— Provided entries —
* * * * *

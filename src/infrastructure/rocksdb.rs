//! Persistent adapter backed by RocksDB pessimistic transactions.
//!
//! Each logical table maps to a column family; rows are JSON. The atomic
//! cycles (counter bump, status transition, header+lines insert, code
//! uniqueness check) run inside a `TransactionDB` transaction with
//! `get_for_update` row locks, so concurrent writers on the same row
//! serialize and commit conflicts surface as `Conflict` for the caller.

use std::path::Path;
use std::sync::Arc;

use async_trait::async_trait;
use chrono::NaiveDate;
use rocksdb::{
    ColumnFamily, ColumnFamilyDescriptor, ErrorKind, IteratorMode, Options, TransactionDB,
    TransactionDBOptions,
};
use serde::Serialize;
use serde::de::DeserializeOwned;

use crate::domain::account::{Account, AccountCategory};
use crate::domain::ids::{AccountId, CategoryId, CooperativeId, JournalEntryId};
use crate::domain::journal::{EntryStatus, EntryTransition, JournalEntry, JournalLine};
use crate::domain::ports::{AccountStore, JournalStore, SequenceStore};
use crate::domain::reports::{AccountTotals, DateRange};
use crate::domain::sequence::{CounterConfig, SequenceCounter, SequenceKey};
use crate::error::{LedgerError, Result};

pub const CF_CATEGORIES: &str = "categories";
pub const CF_ACCOUNTS: &str = "accounts";
/// Uniqueness index: "cooperative/code" -> account id.
pub const CF_ACCOUNT_CODES: &str = "account_codes";
pub const CF_JOURNAL_ENTRIES: &str = "journal_entries";
/// Lines are stored per owning entry under the entry id, so the header and
/// its lines live or die together.
pub const CF_JOURNAL_LINES: &str = "journal_lines";
/// Uniqueness index: "cooperative/number" -> entry id.
pub const CF_JOURNAL_NUMBERS: &str = "journal_numbers";
pub const CF_SEQUENCE_COUNTERS: &str = "sequence_counters";

const ALL_CFS: [&str; 7] = [
    CF_CATEGORIES,
    CF_ACCOUNTS,
    CF_ACCOUNT_CODES,
    CF_JOURNAL_ENTRIES,
    CF_JOURNAL_LINES,
    CF_JOURNAL_NUMBERS,
    CF_SEQUENCE_COUNTERS,
];

/// RocksDB-backed store implementing all three ports.
///
/// `Clone` shares the underlying `Arc<TransactionDB>`.
#[derive(Clone)]
pub struct RocksDbStore {
    db: Arc<TransactionDB>,
}

impl RocksDbStore {
    /// Opens or creates the database, ensuring every column family exists.
    pub fn open<P: AsRef<Path>>(path: P) -> Result<Self> {
        let mut opts = Options::default();
        opts.create_if_missing(true);
        opts.create_missing_column_families(true);

        let cfs: Vec<ColumnFamilyDescriptor> = ALL_CFS
            .iter()
            .map(|name| ColumnFamilyDescriptor::new(*name, Options::default()))
            .collect();

        let db = TransactionDB::open_cf_descriptors(
            &opts,
            &TransactionDBOptions::default(),
            path,
            cfs,
        )
        .map_err(map_rocks_err)?;

        Ok(Self { db: Arc::new(db) })
    }

    fn cf(&self, name: &str) -> Result<&ColumnFamily> {
        self.db.cf_handle(name).ok_or_else(|| {
            LedgerError::storage(std::io::Error::other(format!(
                "{name} column family not found"
            )))
        })
    }

    fn get_json<T: DeserializeOwned>(&self, cf_name: &str, key: &[u8]) -> Result<Option<T>> {
        let cf = self.cf(cf_name)?;
        match self.db.get_cf(cf, key).map_err(map_rocks_err)? {
            Some(bytes) => Ok(Some(decode(&bytes)?)),
            None => Ok(None),
        }
    }

    fn lines_of(&self, id: JournalEntryId) -> Result<Vec<JournalLine>> {
        Ok(self
            .get_json::<Vec<JournalLine>>(CF_JOURNAL_LINES, id.as_uuid().as_bytes())?
            .unwrap_or_default())
    }
}

fn map_rocks_err(e: rocksdb::Error) -> LedgerError {
    match e.kind() {
        ErrorKind::Busy | ErrorKind::TimedOut | ErrorKind::TryAgain => {
            LedgerError::Conflict(e.to_string())
        }
        _ => LedgerError::storage(e),
    }
}

fn encode<T: Serialize>(value: &T) -> Result<Vec<u8>> {
    serde_json::to_vec(value).map_err(LedgerError::storage)
}

fn decode<T: DeserializeOwned>(bytes: &[u8]) -> Result<T> {
    serde_json::from_slice(bytes).map_err(LedgerError::storage)
}

fn code_key(cooperative_id: CooperativeId, code: &str) -> Vec<u8> {
    format!("{cooperative_id}/{code}").into_bytes()
}

fn number_key(cooperative_id: CooperativeId, number: &str) -> Vec<u8> {
    format!("{cooperative_id}/{number}").into_bytes()
}

#[async_trait]
impl AccountStore for RocksDbStore {
    async fn insert_category(&self, category: AccountCategory) -> Result<()> {
        let cf = self.cf(CF_CATEGORIES)?;
        self.db
            .put_cf(cf, category.id.as_uuid().as_bytes(), encode(&category)?)
            .map_err(map_rocks_err)
    }

    async fn get_category(&self, id: CategoryId) -> Result<Option<AccountCategory>> {
        self.get_json(CF_CATEGORIES, id.as_uuid().as_bytes())
    }

    async fn list_categories(&self) -> Result<Vec<AccountCategory>> {
        let cf = self.cf(CF_CATEGORIES)?;
        let mut categories = Vec::new();
        for item in self.db.iterator_cf(cf, IteratorMode::Start) {
            let (_key, value) = item.map_err(map_rocks_err)?;
            categories.push(decode::<AccountCategory>(&value)?);
        }
        categories.sort_by_key(|c| c.display_order);
        Ok(categories)
    }

    async fn insert_account(&self, account: Account) -> Result<()> {
        let accounts_cf = self.cf(CF_ACCOUNTS)?;
        let codes_cf = self.cf(CF_ACCOUNT_CODES)?;
        let code = code_key(account.cooperative_id, &account.code);

        let txn = self.db.transaction();
        if txn
            .get_for_update_cf(codes_cf, &code, true)
            .map_err(map_rocks_err)?
            .is_some()
        {
            return Err(LedgerError::DuplicateCode {
                cooperative_id: account.cooperative_id,
                code: account.code,
            });
        }
        txn.put_cf(codes_cf, &code, account.id.as_uuid().as_bytes())
            .map_err(map_rocks_err)?;
        txn.put_cf(accounts_cf, account.id.as_uuid().as_bytes(), encode(&account)?)
            .map_err(map_rocks_err)?;
        txn.commit().map_err(map_rocks_err)
    }

    async fn update_account(&self, account: Account) -> Result<()> {
        let accounts_cf = self.cf(CF_ACCOUNTS)?;
        let id_key = *account.id.as_uuid().as_bytes();

        let txn = self.db.transaction();
        let stored: Account = match txn
            .get_for_update_cf(accounts_cf, id_key, true)
            .map_err(map_rocks_err)?
        {
            Some(bytes) => decode(&bytes)?,
            None => {
                return Err(LedgerError::not_found(format!("account {}", account.id)));
            }
        };
        if stored.code != account.code {
            return Err(LedgerError::Conflict(
                "account code is immutable".to_string(),
            ));
        }
        txn.put_cf(accounts_cf, id_key, encode(&account)?)
            .map_err(map_rocks_err)?;
        txn.commit().map_err(map_rocks_err)
    }

    async fn get_account(&self, id: AccountId) -> Result<Option<Account>> {
        self.get_json(CF_ACCOUNTS, id.as_uuid().as_bytes())
    }

    async fn get_by_code(
        &self,
        cooperative_id: CooperativeId,
        code: &str,
    ) -> Result<Option<Account>> {
        let codes_cf = self.cf(CF_ACCOUNT_CODES)?;
        let id_bytes = match self
            .db
            .get_cf(codes_cf, code_key(cooperative_id, code))
            .map_err(map_rocks_err)?
        {
            Some(bytes) => bytes,
            None => return Ok(None),
        };
        self.get_json(CF_ACCOUNTS, &id_bytes)
    }

    async fn list_accounts(&self, cooperative_id: CooperativeId) -> Result<Vec<Account>> {
        let cf = self.cf(CF_ACCOUNTS)?;
        let mut accounts = Vec::new();
        for item in self.db.iterator_cf(cf, IteratorMode::Start) {
            let (_key, value) = item.map_err(map_rocks_err)?;
            let account: Account = decode(&value)?;
            if account.cooperative_id == cooperative_id {
                accounts.push(account);
            }
        }
        Ok(accounts)
    }

    async fn children_of(&self, id: AccountId) -> Result<Vec<Account>> {
        let cf = self.cf(CF_ACCOUNTS)?;
        let mut children = Vec::new();
        for item in self.db.iterator_cf(cf, IteratorMode::Start) {
            let (_key, value) = item.map_err(map_rocks_err)?;
            let account: Account = decode(&value)?;
            if account.parent_id == Some(id) {
                children.push(account);
            }
        }
        Ok(children)
    }
}

#[async_trait]
impl JournalStore for RocksDbStore {
    async fn insert_entry(&self, entry: JournalEntry, lines: Vec<JournalLine>) -> Result<()> {
        let entries_cf = self.cf(CF_JOURNAL_ENTRIES)?;
        let lines_cf = self.cf(CF_JOURNAL_LINES)?;
        let numbers_cf = self.cf(CF_JOURNAL_NUMBERS)?;
        let number = number_key(entry.cooperative_id, &entry.number);

        let txn = self.db.transaction();
        if txn
            .get_for_update_cf(numbers_cf, &number, true)
            .map_err(map_rocks_err)?
            .is_some()
        {
            return Err(LedgerError::Conflict(format!(
                "journal number {} already exists",
                entry.number
            )));
        }
        txn.put_cf(numbers_cf, &number, entry.id.as_uuid().as_bytes())
            .map_err(map_rocks_err)?;
        txn.put_cf(entries_cf, entry.id.as_uuid().as_bytes(), encode(&entry)?)
            .map_err(map_rocks_err)?;
        txn.put_cf(lines_cf, entry.id.as_uuid().as_bytes(), encode(&lines)?)
            .map_err(map_rocks_err)?;
        txn.commit().map_err(map_rocks_err)
    }

    async fn get_entry(&self, id: JournalEntryId) -> Result<Option<JournalEntry>> {
        self.get_json(CF_JOURNAL_ENTRIES, id.as_uuid().as_bytes())
    }

    async fn get_by_number(
        &self,
        cooperative_id: CooperativeId,
        number: &str,
    ) -> Result<Option<JournalEntry>> {
        let numbers_cf = self.cf(CF_JOURNAL_NUMBERS)?;
        let id_bytes = match self
            .db
            .get_cf(numbers_cf, number_key(cooperative_id, number))
            .map_err(map_rocks_err)?
        {
            Some(bytes) => bytes,
            None => return Ok(None),
        };
        self.get_json(CF_JOURNAL_ENTRIES, &id_bytes)
    }

    async fn entry_lines(&self, id: JournalEntryId) -> Result<Vec<JournalLine>> {
        self.lines_of(id)
    }

    async fn transition_entry(
        &self,
        id: JournalEntryId,
        transition: EntryTransition,
    ) -> Result<JournalEntry> {
        let entries_cf = self.cf(CF_JOURNAL_ENTRIES)?;
        let id_key = *id.as_uuid().as_bytes();

        let txn = self.db.transaction();
        let mut entry: JournalEntry = match txn
            .get_for_update_cf(entries_cf, id_key, true)
            .map_err(map_rocks_err)?
        {
            Some(bytes) => decode(&bytes)?,
            None => return Err(LedgerError::not_found(format!("journal entry {id}"))),
        };
        entry.apply_transition(&transition)?;
        txn.put_cf(entries_cf, id_key, encode(&entry)?)
            .map_err(map_rocks_err)?;
        txn.commit().map_err(map_rocks_err)?;
        Ok(entry)
    }

    async fn sum_posted_by_account(
        &self,
        cooperative_id: CooperativeId,
        range: DateRange,
    ) -> Result<Vec<AccountTotals>> {
        let entries_cf = self.cf(CF_JOURNAL_ENTRIES)?;
        let mut by_account: std::collections::HashMap<AccountId, AccountTotals> =
            std::collections::HashMap::new();
        for item in self.db.iterator_cf(entries_cf, IteratorMode::Start) {
            let (_key, value) = item.map_err(map_rocks_err)?;
            let entry: JournalEntry = decode(&value)?;
            if entry.cooperative_id != cooperative_id
                || entry.status != EntryStatus::Posted
                || !range.contains(entry.date)
            {
                continue;
            }
            for line in self.lines_of(entry.id)? {
                let totals = by_account
                    .entry(line.account_id)
                    .or_insert_with(|| AccountTotals::zero(line.account_id));
                totals.total_debit += line.debit.value();
                totals.total_kredit += line.kredit.value();
            }
        }
        Ok(by_account.into_values().collect())
    }

    async fn sum_posted_for_account(
        &self,
        account_id: AccountId,
        range: DateRange,
    ) -> Result<AccountTotals> {
        let entries_cf = self.cf(CF_JOURNAL_ENTRIES)?;
        let mut totals = AccountTotals::zero(account_id);
        for item in self.db.iterator_cf(entries_cf, IteratorMode::Start) {
            let (_key, value) = item.map_err(map_rocks_err)?;
            let entry: JournalEntry = decode(&value)?;
            if entry.status != EntryStatus::Posted || !range.contains(entry.date) {
                continue;
            }
            for line in self.lines_of(entry.id)? {
                if line.account_id == account_id {
                    totals.total_debit += line.debit.value();
                    totals.total_kredit += line.kredit.value();
                }
            }
        }
        Ok(totals)
    }
}

#[async_trait]
impl SequenceStore for RocksDbStore {
    async fn advance(
        &self,
        key: &SequenceKey,
        config: &CounterConfig,
        today: NaiveDate,
    ) -> Result<u64> {
        let cf = self.cf(CF_SEQUENCE_COUNTERS)?;
        let row_key = key.to_string().into_bytes();

        let txn = self.db.transaction();
        let (counter, value) = match txn
            .get_for_update_cf(cf, &row_key, true)
            .map_err(map_rocks_err)?
        {
            Some(bytes) => {
                let mut counter: SequenceCounter = decode(&bytes)?;
                let value = counter.advance(today);
                (counter, value)
            }
            None => {
                let counter = SequenceCounter::open(config, today);
                let value = counter.value;
                (counter, value)
            }
        };
        txn.put_cf(cf, &row_key, encode(&counter)?)
            .map_err(map_rocks_err)?;
        txn.commit().map_err(map_rocks_err)?;
        Ok(value)
    }
}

* * * * *

— Work instructions —
In the entries above, locate every line with the word "const" and copy it.

— Reply to the task —
pub const CF_CATEGORIES: &str = "categories";
pub const CF_ACCOUNTS: &str = "accounts";
pub const CF_ACCOUNT_CODES: &str = "account_codes";
pub const CF_JOURNAL_ENTRIES: &str = "journal_entries";
pub const CF_JOURNAL_LINES: &str = "journal_lines";
pub const CF_JOURNAL_NUMBERS: &str = "journal_numbers";
pub const CF_SEQUENCE_COUNTERS: &str = "sequence_counters";
const ALL_CFS: [&str; 7] = [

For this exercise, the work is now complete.